Just the Facts: Book Discussion Recap From April 27

Maybe spring has at long last arrived, although some warm and sunny weather would be nice. Many thanks to the nine people who withstood a few sprinkles to attend the book discussion last night. Their presence, as always, was much appreciated.

The book discussed was Midnight Rising: John Brown and the raid that sparked the Civil War by Tony Horwitz. John Brown was a staunch abolitionist and had participated in the bloody fighting in Kansas that led to its admission to the union as a free state. On October 16, 1859, Brown and a handful of followers set out to capture the federal armory in Harper’s Ferry, Virginia. Their goal was to use the captured weapons to arm slaves and instigate a general slave uprising across the South. It never happened. Alarms were sounded and federal troops and state militia rushed to the area. Brown and his followers, including his sons, were killed or captured.
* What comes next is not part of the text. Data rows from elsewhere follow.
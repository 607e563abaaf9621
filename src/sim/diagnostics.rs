//! Optional debug output
//!
//! A sink for the line drawings a debugger would show (path windows,
//! attract rays). Nothing here feeds back into the simulation.

use glam::Vec2;

pub trait DiagnosticsSink {
    /// Current waypoint window, oldest first
    fn path(&mut self, points: &[Vec2]);
    /// A directional probe starting at `origin`
    fn ray(&mut self, origin: Vec2, vector: Vec2);
}

/// Discards everything
#[derive(Debug, Default, Clone, Copy)]
pub struct NullDiagnostics;

impl DiagnosticsSink for NullDiagnostics {
    fn path(&mut self, _points: &[Vec2]) {}
    fn ray(&mut self, _origin: Vec2, _vector: Vec2) {}
}

/// Keeps the most recent drawings (handy in tests and debug overlays)
#[derive(Debug, Default, Clone)]
pub struct RecordingDiagnostics {
    pub last_path: Vec<Vec2>,
    pub rays: Vec<(Vec2, Vec2)>,
}

impl DiagnosticsSink for RecordingDiagnostics {
    fn path(&mut self, points: &[Vec2]) {
        self.last_path.clear();
        self.last_path.extend_from_slice(points);
    }

    fn ray(&mut self, origin: Vec2, vector: Vec2) {
        self.rays.push((origin, vector));
    }
}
Brown himself was put on trial by Virginia for treason and was condemned to death and eventually hanged. Brown’s raid encapsulated the worst fears of the South, that of a slave insurrection and Northern invasion. Brown died a hero in the North and a traitor in the South. His actions increased the already severe divisions between the two regions. The author presents the factors in Brown’s life, including his belief in fundamental Calvinism and his many business failures, that led to his actions at Harper’s Ferry. The Civil War began just over a year later. We discussed many things last night, but centered mostly on whether Brown was a terrorist in our modern understanding of the word and the fluidity of morality, whether there concrete definitions of right and wrong.